La femme qui se cachait derrière l’homme de la révolution

18 avril 2015

La femme qui se cachait derrière l’homme de la révolution

En vue des pas de rapprochement entre la Cuba et les Etats- Unis (voir l’Occident), l’attention médiatique internationale redécouvre ce pays dont l’évolution politique est liée à une figure: celle de Fidel Castro. Ce qui n’a pas été donné le même espace pour commentaires était l’annonce de décès d’une cubaine extraordinaire, Natalia Revuelta ou simplement Nat(t)y Revuelta.
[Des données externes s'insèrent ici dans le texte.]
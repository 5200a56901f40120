//! In-process stand-ins for the media merge and upload services.

#![allow(dead_code)]

use std::collections::HashSet;
use std::path::{Path, PathBuf};
use std::sync::Mutex;

use async_trait::async_trait;

use ai_content::pipeline::{MediaMerger, Uploader};
use ai_content::provider::{Completion, GenerationErrorKind, GenerationOutput};
use ai_content::GenerationResult;

/// Writes a placeholder merged file and records its inputs.
#[derive(Default)]
pub struct FileMerger {
    pub calls: Mutex<Vec<(PathBuf, PathBuf)>>,
}

#[async_trait]
impl MediaMerger for FileMerger {
    async fn merge(&self, audio: &Path, video: &Path, output: &Path) -> GenerationResult {
        if let Ok(mut calls) = self.calls.lock() {
            calls.push((audio.to_path_buf(), video.to_path_buf()));
        }
        if let Some(parent) = output.parent() {
            if let Err(e) = std::fs::create_dir_all(parent) {
                return GenerationResult::failure(GenerationErrorKind::Unknown, e.to_string());
            }
        }
        match std::fs::write(output, b"merged") {
            Ok(()) => GenerationResult::ready(output),
            Err(e) => GenerationResult::failure(GenerationErrorKind::Unknown, e.to_string()),
        }
    }
}

/// A merger whose tool is unavailable.
pub struct FailingMerger;

#[async_trait]
impl MediaMerger for FailingMerger {
    async fn merge(&self, _audio: &Path, _video: &Path, _output: &Path) -> GenerationResult {
        GenerationResult::failure(GenerationErrorKind::Unknown, "ffmpeg missing")
    }
}

/// Accepts every destination except the ones marked as failing.
#[derive(Default)]
pub struct FakeUploader {
    failing: HashSet<String>,
    pub uploads: Mutex<Vec<(PathBuf, String)>>,
}

impl FakeUploader {
    pub fn failing_for(mut self, destination: &str) -> Self {
        self.failing.insert(destination.to_string());
        self
    }
}

#[async_trait]
impl Uploader for FakeUploader {
    async fn upload(&self, source: &Path, destination: &str) -> GenerationResult {
        if self.failing.contains(destination) {
            return GenerationResult::failure(
                GenerationErrorKind::ProviderRejected,
                format!("{} rejected the upload", destination),
            );
        }
        if let Ok(mut uploads) = self.uploads.lock() {
            uploads.push((source.to_path_buf(), destination.to_string()));
        }
        GenerationResult::Success(GenerationOutput {
            completion: Completion::Ready,
            file_path: None,
            generation_id: None,
            raw_metadata: serde_json::json!({
                "url": format!("https://{}.example/watch/1", destination)
            }),
        })
    }
}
Naty Revuelta Clews, décédée à l’âge de 89 ans dans sa villa à Havane, a été considérée la plus belle de sa génération, surtout à l’époque de sa rencontre avec Fidel Castro. Symbole de la bourgeoise cubaine, elle tombe amoureuse du « maximum leader » et offre ses bijoux pour l’aider et ouvrir la voie à la révolution. Elle porte quand même son bébé illégitime.  Rejetée par Castro au moment de son triomphe, elle  reste fidèle à la révolution et voit leur fille  s’enfuir en exil avec des sentiments de mépris vis-à-vis son père.

PAS UNE FEMME FATALE

Naty rencontre Castro se rencontrent dans un événement public à l’Université de La Havane en 1952. A l’époque, elle a 26 ans, et mène une vie confortable, mais peu aventurière, à côté d’un chirurgien (Orlando Fernandez) vingt ans plus âgé d’elle. Sa beauté extraordinaire – des yeux verts, un visage pâle irréprochable-  ne passe pas inaperçue par les Cubains.

La rencontre se fait à la commémoration du massacre d’étudiants cubains par les forces coloniales espagnols en 1871. Un Castro qui, une fois dans la salle magnétise tous les regards, l’approche et lui parle de sa vision pour une Cuba libre. Quant à elle, elle a pris sa décision de rupture avec le régime corrompu de Fulgencio Batista et invite le révolutionnaire Fidel à sa villa, pendant les après midi à l’absence de son époux.

Vite, la villa devient une base de Castro pour organiser son plan d’attaquer  la caserne Moncada à Santiago. Naty  est également militante et y contribue avec ses propres ressources (économies, diamants, saphirs etc).

L’attaque se termine en échec et Castro est imprisoné. Naty ne l’abandonne pas. Au contraire, elle lui écrit sans cesse et lui envoie des livres littéraires. Une fois,  elle remplace la couverture d’une copie du livre de Somerset Maugham par son portrait pour ne pas l’oublier.

« Ecrivez-moi, car je vais craquer sans vos lettres », lui répond dans ses lettres un Castro en perte de moral. Il lui demande quand même d’arrêter de rédiger des lettres à machine pour apprécier son manuscrit, « si délicat, féminin, unique ».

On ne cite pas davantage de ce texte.